Birchbox Man Q&A: David Epstein, author of “The Sports Gene”

A senior writer for Sports Illustrated, David Epstein tackles the question of what makes an athlete great in his new book The Sports Gene. We asked the sports expert to break down the facts: Just how long should you be working out? How do you know which sport is right for you? And what’s the one exercise that’s good for everyone? Here’s what we found out:

BB Man: How long should you workout?

The vast majority of exercisers are too fixated on duration of exercise, and not fixated enough on intensity. Consider this: a study at McMaster University in Ontario found that the gains in muscle metabolism and cardiovascular fitness that come from cycling at a continuous pace for an hour a day, five days a week, could be recreated by cycling all out for 30 seconds, resting for four minutes, and repeating four to six times. And only three times a week! The takeaway is that intensity, in some way, shape, or form, should be mixed in to your exercise regimen.

BB Man: How can you incorporate intensity into your workout?

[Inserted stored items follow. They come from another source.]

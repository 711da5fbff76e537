//! Function bodies, calls and generic declarations.

use serde::{Deserialize, Serialize};

use super::{Block, Expression, TypeInfo};

/// Shared tail of function declarations, local functions and anonymous
/// functions: `<generics>(parameters): return_type ... end`.
///
/// `type_specifiers[i]` annotates `parameters[i]`. The two vectors must have
/// the same length; the renderer aborts on a mismatch.
#[derive(Debug, Clone, PartialEq, Serialize, Deserialize)]
pub struct FunctionBody {
    pub generics: Option<GenericDeclaration>,
    pub parameters: Vec<Parameter>,
    pub type_specifiers: Vec<Option<TypeInfo>>,
    pub return_type: Option<TypeInfo>,
    pub body: Block,
}

impl FunctionBody {
    /// An untyped body; one empty type specifier per parameter.
    pub fn new(parameters: Vec<Parameter>, body: Block) -> Self {
        let type_specifiers = vec![None; parameters.len()];
        Self {
            generics: None,
            parameters,
            type_specifiers,
            return_type: None,
            body,
        }
    }

    /// A body whose parameters are all annotated.
    pub fn typed(parameters: Vec<(Parameter, TypeInfo)>, return_type: Option<TypeInfo>, body: Block) -> Self {
        let (parameters, type_specifiers) = parameters
            .into_iter()
            .map(|(parameter, type_info)| (parameter, Some(type_info)))
            .unzip();
        Self {
            generics: None,
            parameters,
            type_specifiers,
            return_type,
            body,
        }
    }

    pub fn with_generics(mut self, generics: GenericDeclaration) -> Self {
        self.generics = Some(generics);
        self
    }
}

#[derive(Debug, Clone, PartialEq, Eq, Serialize, Deserialize)]
pub enum Parameter {
    Name(String),
    /// `...`
    Ellipsis,
}

impl Parameter {
    pub fn name(name: impl Into<String>) -> Self {
        Parameter::Name(name.into())
    }
}

/// A call chain: `prefix suffix*`.
#[derive(Debug, Clone, PartialEq, Serialize, Deserialize)]
pub struct FunctionCall {
    pub prefix: Prefix,
    pub suffixes: Vec<Suffix>,
}

impl FunctionCall {
    /// `name(arguments)`
    pub fn named(name: impl Into<String>, arguments: Vec<Expression>) -> Self {
        Self {
            prefix: Prefix::Name(name.into()),
            suffixes: vec![Suffix::Call(FunctionArgs { arguments })],
        }
    }

    /// `object:method(arguments)`
    pub fn method(object: impl Into<String>, method: impl Into<String>, arguments: Vec<Expression>) -> Self {
        Self {
            prefix: Prefix::Name(object.into()),
            suffixes: vec![Suffix::MethodCall(MethodCall {
                name: method.into(),
                args: FunctionArgs { arguments },
            })],
        }
    }

    pub fn with_suffix(mut self, suffix: Suffix) -> Self {
        self.suffixes.push(suffix);
        self
    }
}

/// Head of a call chain.
#[derive(Debug, Clone, PartialEq, Serialize, Deserialize)]
pub enum Prefix {
    Name(String),
    /// `(expression)`
    Expression(Box<Expression>),
}

#[derive(Debug, Clone, PartialEq, Serialize, Deserialize)]
pub enum Suffix {
    /// `(args)`
    Call(FunctionArgs),
    /// `:name(args)`
    MethodCall(MethodCall),
    Index(IndexSuffix),
}

#[derive(Debug, Clone, PartialEq, Serialize, Deserialize)]
pub struct MethodCall {
    pub name: String,
    pub args: FunctionArgs,
}

#[derive(Debug, Clone, PartialEq, Serialize, Deserialize)]
pub enum IndexSuffix {
    /// `.name`
    Dot(String),
    /// `[expression]`
    Brackets(Expression),
}

#[derive(Debug, Clone, PartialEq, Default, Serialize, Deserialize)]
pub struct FunctionArgs {
    pub arguments: Vec<Expression>,
}

/// `<A, B...>`
#[derive(Debug, Clone, PartialEq, Default, Serialize, Deserialize)]
pub struct GenericDeclaration {
    pub parameters: Vec<GenericParameter>,
}

impl GenericDeclaration {
    pub fn names(names: &[&str]) -> Self {
        Self {
            parameters: names.iter().map(|name| GenericParameter::name(*name)).collect(),
        }
    }
}

#[derive(Debug, Clone, PartialEq, Serialize, Deserialize)]
pub struct GenericParameter {
    pub kind: GenericParameterKind,
    /// Rendered as `extends <constraint>`.
    pub constraint: Option<TypeInfo>,
    /// Rendered as `= <default>`.
    pub default: Option<TypeInfo>,
}

impl GenericParameter {
    pub fn name(name: impl Into<String>) -> Self {
        Self {
            kind: GenericParameterKind::Name(name.into()),
            constraint: None,
            default: None,
        }
    }

    pub fn variadic(name: impl Into<String>) -> Self {
        Self {
            kind: GenericParameterKind::Variadic(name.into()),
            constraint: None,
            default: None,
        }
    }
}

#[derive(Debug, Clone, PartialEq, Eq, Serialize, Deserialize)]
pub enum GenericParameterKind {
    Name(String),
    /// `Name...`
    Variadic(String),
}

It takes some practice to learn how to push, and to have a calm mind even while your body might be screaming at you. Start with once a week. Ramp the treadmill up to double the speed you normally jog at, but just for 30 seconds, or incorporate a circuit of jumping jacks, burpees, situps, pushups, and climbers. It doesn’t have to be complicated, and intensity can actually save you time—although it’s gonna hurt too!

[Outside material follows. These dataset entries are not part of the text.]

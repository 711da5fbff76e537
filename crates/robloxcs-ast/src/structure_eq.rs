//! Structural equality for syntax trees.
//!
//! `structure_eq` compares trees ignoring formatting hints: fields that change
//! how a tree is printed but not what the program does.
//!
//! # Hint Fields (normalized during comparison)
//!
//! - `TableConstructor::padded` - inner spacing of single-line tables
//! - `Statement::Comment` - dropped from every block
//!
//! # Core Fields (must match exactly)
//!
//! - All names, literals, operators
//! - Statement order and control flow structure
//! - Type annotations

use crate::ast::{Block, Chunk, Expression, Statement, TableConstructor};
use crate::fold::{Fold, walk_table_constructor};

/// Trait for structural equality comparison.
///
/// Unlike `PartialEq`, this ignores formatting hints that may differ between
/// two lowerings of the same program.
pub trait StructureEq {
    fn structure_eq(&self, other: &Self) -> bool;
}

/// Fold that resets every formatting hint to its canonical value.
pub struct StripHints;

impl Fold for StripHints {
    fn fold_block(&mut self, node: Block) -> Block {
        Block {
            statements: node
                .statements
                .into_iter()
                .filter(|statement| !matches!(statement, Statement::Comment(_)))
                .map(|statement| self.fold_statement(statement))
                .collect(),
        }
    }

    fn fold_table_constructor(&mut self, node: TableConstructor) -> TableConstructor {
        TableConstructor {
            padded: false,
            ..walk_table_constructor(self, node)
        }
    }
}

macro_rules! structure_eq_via_strip {
    ($($ty:ident => $fold:ident),* $(,)?) => {
        $(
            impl StructureEq for $ty {
                fn structure_eq(&self, other: &Self) -> bool {
                    StripHints.$fold(self.clone()) == StripHints.$fold(other.clone())
                }
            }
        )*
    };
}

structure_eq_via_strip!(
    Chunk => fold_chunk,
    Block => fold_block,
    Statement => fold_statement,
    Expression => fold_expression,
);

BB Man: What’s the ideal breakdown between cardio and weights, long runs, and sprints?

You can’t train perfectly for maximal muscle strength and maximal endurance at the same time. There has to be a tradeoff. If your goal is to be as fast as possible, you don’t want to do any cardio at all, really, or you’ll dull the explosiveness of those fast twitch fibers. And even your lifting should be cut off several months before you want maximum muscle explosiveness. If you’re trying to strictly build muscle mass, cardio should also be minimized.

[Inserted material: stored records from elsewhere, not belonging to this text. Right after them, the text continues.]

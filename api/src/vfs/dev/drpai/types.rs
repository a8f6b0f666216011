//! DRP-AI 驱动数据结构定义
//!
//! ioctl 交换的结构体布局与 C 侧 `drpai.h` 保持一致 (`#[repr(C)]`)。

use num_enum::{IntoPrimitive, TryFromPrimitive};

use super::error::{DrpaiError, DrpaiResult};

// ============================================================================
// ioctl 命令
// ============================================================================

/// IOCTL 宏定义
macro_rules! ioctl_io {
    ($magic:expr, $nr:expr) => {
        (($magic as u32) << 8) | ($nr as u32)
    };
}

macro_rules! ioctl_iow {
    ($magic:expr, $nr:expr, $ty:ty) => {
        (1u32 << 30) | (($magic as u32) << 8) | ($nr as u32) | ((core::mem::size_of::<$ty>() as u32) << 16)
    };
}

macro_rules! ioctl_ior {
    ($magic:expr, $nr:expr, $ty:ty) => {
        (2u32 << 30) | (($magic as u32) << 8) | ($nr as u32) | ((core::mem::size_of::<$ty>() as u32) << 16)
    };
}

/// DRP-AI ioctl 类型号
pub const DRPAI_IO_TYPE: u32 = 46;

pub const DRPAI_ASSIGN: u32 = ioctl_iow!(DRPAI_IO_TYPE, 0, DrpaiData);
pub const DRPAI_START: u32 = ioctl_iow!(DRPAI_IO_TYPE, 1, DrpaiData);
pub const DRPAI_RESET: u32 = ioctl_io!(DRPAI_IO_TYPE, 2);
pub const DRPAI_GET_STATUS: u32 = ioctl_ior!(DRPAI_IO_TYPE, 3, DrpaiStatusInfo);
pub const DRPAI_REG_DUMP: u32 = ioctl_io!(DRPAI_IO_TYPE, 5);
pub const DRPAI_ASSIGN_PARAM: u32 = ioctl_iow!(DRPAI_IO_TYPE, 6, DrpaiAssignParam);
pub const DRPAI_PREPOST_CROP: u32 = ioctl_iow!(DRPAI_IO_TYPE, 7, DrpaiCrop);
pub const DRPAI_PREPOST_INADDR: u32 = ioctl_iow!(DRPAI_IO_TYPE, 8, DrpaiInout);

// ============================================================================
// 描述符索引
// ============================================================================

pub const DRPAI_INDEX_NUM: usize = 7;
pub const DRPAI_INDEX_INPUT: usize = 0;
pub const DRPAI_INDEX_DRP_DESC: usize = 1;
pub const DRPAI_INDEX_DRP_CFG: usize = 2;
pub const DRPAI_INDEX_DRP_PARAM: usize = 3;
pub const DRPAI_INDEX_AIMAC_DESC: usize = 4;
pub const DRPAI_INDEX_WEIGHT: usize = 5;
pub const DRPAI_INDEX_OUTPUT: usize = 6;

pub const DRPAI_RESERVED_NUM: usize = 10;
pub const DRPAI_MAX_NODE_NAME: usize = 256;

// ============================================================================
// 状态码
// ============================================================================

/// 设备全局状态
#[derive(Debug, Clone, Copy, PartialEq, Eq, IntoPrimitive, TryFromPrimitive)]
#[repr(u32)]
pub enum DrpaiStatusCode {
    Init = 0,
    Idle = 1,
    Run = 2,
}

/// 粘滞错误码
#[derive(Debug, Clone, Copy, PartialEq, Eq, IntoPrimitive, TryFromPrimitive)]
#[repr(i32)]
pub enum DrpaiErrInfo {
    Success = 0,
    DrpErr = -1,
    AimacErr = -2,
    Reset = -3,
}

// ============================================================================
// ABI 结构体
// ============================================================================

/// 物理地址 / 长度对
#[repr(C)]
#[derive(Debug, Clone, Copy, Default, PartialEq, Eq)]
pub struct DrpaiData {
    pub address: u32,
    pub size: u32,
}

impl DrpaiData {
    pub const fn new(address: u32, size: u32) -> Self {
        Self { address, size }
    }
}

/// DRPAI_GET_STATUS 返回值 (`drpai_status_t`)
#[repr(C)]
#[derive(Debug, Clone, Copy, Default, PartialEq, Eq)]
pub struct DrpaiStatusInfo {
    pub status: u32,
    pub err: i32,
    pub reserved: [u32; DRPAI_RESERVED_NUM],
}

impl DrpaiStatusInfo {
    /// 刚 probe 完成时的状态
    pub const fn initial() -> Self {
        Self {
            status: DrpaiStatusCode::Init as u32,
            err: DrpaiErrInfo::Success as i32,
            reserved: [0; DRPAI_RESERVED_NUM],
        }
    }

    pub fn status_code(&self) -> Option<DrpaiStatusCode> {
        DrpaiStatusCode::try_from(self.status).ok()
    }

    pub fn err_info(&self) -> Option<DrpaiErrInfo> {
        DrpaiErrInfo::try_from(self.err).ok()
    }

    pub fn is_running(&self) -> bool {
        self.status == DrpaiStatusCode::Run as u32
    }

    /// 把状态快照转换为 get_status 的返回值：运行中为 `Busy`，有硬件错误为 `IoFault`
    pub fn check(&self) -> DrpaiResult<()> {
        if self.is_running() {
            return Err(DrpaiError::Busy);
        }
        match self.err_info() {
            Some(DrpaiErrInfo::DrpErr | DrpaiErrInfo::AimacErr) => Err(DrpaiError::IoFault),
            _ => Ok(()),
        }
    }
}

/// DRPAI_ASSIGN_PARAM 参数
#[repr(C)]
#[derive(Debug, Clone, Copy, Default, PartialEq, Eq)]
pub struct DrpaiAssignParam {
    pub info_size: u32,
    pub obj: DrpaiData,
}

/// DRPAI_PREPOST_CROP 参数
#[repr(C)]
#[derive(Debug, Clone, Copy, Default, PartialEq, Eq)]
pub struct DrpaiCrop {
    pub img_owidth: u16,
    pub img_oheight: u16,
    pub pos_x: u16,
    pub pos_y: u16,
    pub obj: DrpaiData,
}

/// DRPAI_PREPOST_INADDR 参数
#[repr(C)]
#[derive(Debug, Clone, Copy)]
pub struct DrpaiInout {
    /// 以 NUL 结尾的节点名
    pub name: [u8; DRPAI_MAX_NODE_NAME],
    pub data: DrpaiData,
    pub obj: DrpaiData,
}

impl DrpaiInout {
    pub fn new(name: &str, data: DrpaiData, obj: DrpaiData) -> Self {
        let mut buf = [0u8; DRPAI_MAX_NODE_NAME];
        let len = name.len().min(DRPAI_MAX_NODE_NAME - 1);
        buf[..len].copy_from_slice(&name.as_bytes()[..len]);
        Self {
            name: buf,
            data,
            obj,
        }
    }

    /// 节点名 (到第一个 NUL 为止)
    pub fn node_name(&self) -> &[u8] {
        let end = self
            .name
            .iter()
            .position(|&b| b == 0)
            .unwrap_or(DRPAI_MAX_NODE_NAME);
        &self.name[..end]
    }
}

// ============================================================================
// 平台配置
// ============================================================================

/// probe 时提供的平台配置
#[derive(Debug, Clone, Copy, PartialEq, Eq)]
pub struct DrpaiPlatformCfg {
    /// DRP-AI 专用保留内存起始物理地址
    pub region_base: u32,
    /// DRP-AI 专用保留内存大小
    pub region_size: u32,
    /// Linux 可见内存窗口起始物理地址
    pub linux_mem_start: u32,
    /// Linux 可见内存窗口大小
    pub linux_mem_size: u32,
    /// DRP 寄存器窗口大小 (字节)
    pub drp_reg_size: u32,
    /// AI-MAC 寄存器窗口大小 (字节)
    pub aimac_reg_size: u32,
    /// hw_token 等待超时 (毫秒)
    pub token_timeout_ms: u64,
}

impl Default for DrpaiPlatformCfg {
    fn default() -> Self {
        Self {
            region_base: 0x8000_0000,
            region_size: 0x2000_0000,
            linux_mem_start: 0x4000_0000,
            linux_mem_size: 0x4000_0000,
            drp_reg_size: 0x0100_0000,
            aimac_reg_size: 0x0010_0000,
            token_timeout_ms: super::DEFAULT_TOKEN_TIMEOUT_MS,
        }
    }
}

// ============================================================================
// 描述符模板与参数偏移
// ============================================================================

/// 特权启动路径使用的单 DRP 描述符 + AI-MAC 命令模板
pub const DRP_SINGLE_DESC_BIN: [u8; 96] = [
    0x00, 0x00, 0x00, 0x11, 0x00, 0x00, 0x00, 0x00, 0x00, 0x00, 0x00, 0x00, 0x00, 0x00, 0x00, 0x00,
    0x00, 0x80, 0x00, 0x01, 0x00, 0x91, 0x81, 0x50, 0x00, 0x00, 0x04, 0x00, 0x00, 0x00, 0x00, 0x00,
    0x07, 0x02, 0x00, 0x01, 0x00, 0x00, 0x00, 0x00, 0x00, 0x00, 0x00, 0x00, 0x00, 0x00, 0x00, 0x00,
    0x00, 0x80, 0x00, 0x01, 0x00, 0x91, 0x81, 0x20, 0x00, 0x01, 0x00, 0x00, 0x00, 0x00, 0x00, 0x00,
    0x00, 0x00, 0x00, 0x08, 0x00, 0x00, 0x00, 0x00, 0x00, 0x00, 0x00, 0x00, 0x00, 0x00, 0x00, 0x00,
    0x00, 0x00, 0x00, 0x00, 0x00, 0x00, 0x00, 0x00, 0x00, 0x00, 0x00, 0x00, 0x00, 0x00, 0x00, 0x00,
];

/// 模板中 DRP 配置地址 / 大小的位置
pub const DESC_CFG_ADDR_OFFSET: usize = 4;
pub const DESC_CFG_SIZE_OFFSET: usize = 8;
/// 模板中 DRP 参数地址 / 大小的位置
pub const DESC_PARAM_ADDR_OFFSET: usize = 36;
pub const DESC_PARAM_SIZE_OFFSET: usize = 40;

/// drp_param.bin 内各字段偏移
pub const DRP_PARAM_RADDR: u32 = 0;
pub const DRP_PARAM_WADDR: u32 = 4;
pub const DRP_PARAM_IMG_IWIDTH: u32 = 8;
pub const DRP_PARAM_IMG_IHEIGHT: u32 = 10;
pub const DRP_PARAM_IMG_OWIDTH: u32 = 16;
pub const DRP_PARAM_IMG_OHEIGHT: u32 = 18;
pub const DRP_PARAM_CROP_POS_X: u32 = 48;
pub const DRP_PARAM_CROP_POS_Y: u32 = 50;

/// 参数描述文本中的标记
pub const DRP_LIB_NAME_CROP: &[u8] = b",drp_lib:crop,";
pub const DRP_PARAM_ATTR_OFFSET_ADD: &[u8] = b"OFFSET_ADD:";
pub const DRP_PARAM_ATTR_PROP_INPUT: &[u8] = b",prop:input,";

BB Man: Are there indicators that help you choose the 'right' sport for your body?

There are myriad indicators, from your “brachial index,” the proportion of your forearm to your total arm length (a low one is good for rowing), to your muscle fiber type proportions. You can guess at your own physiology. If you’ve always been a better than average jumper and sprinter, you probably have significant potential for rapid muscle gain. Then there’s what I call the “belly button rule of thumb”: If you have a high belly button relative to your height—i.e. proportionally long legs—you have an advantage for running and jumping. If you have a relatively low belly button—a long torso—you have an advantage for swimming.

BB Man: What’s one easy exercise everyone can benefit from?

I can’t think of any reason why everyone shouldn’t squat once in a while. From Jamaican sprinters to Olympic 10K champ Mo Farah, I saw squatting in every gym in the world I entered. Squatting involves so many important muscles, it’s unlikely anyone is a “non-responder” to this exercise. That said, I did notice a few differences between pro athlete squatting and typical gym squatting. First of all, the pros often squatted lighter weight than I would’ve guessed—even pro sprinters—but I noticed that they often did full squats. That is, butt down absolutely as far as it can go, so they have to rise out of the full crouch position.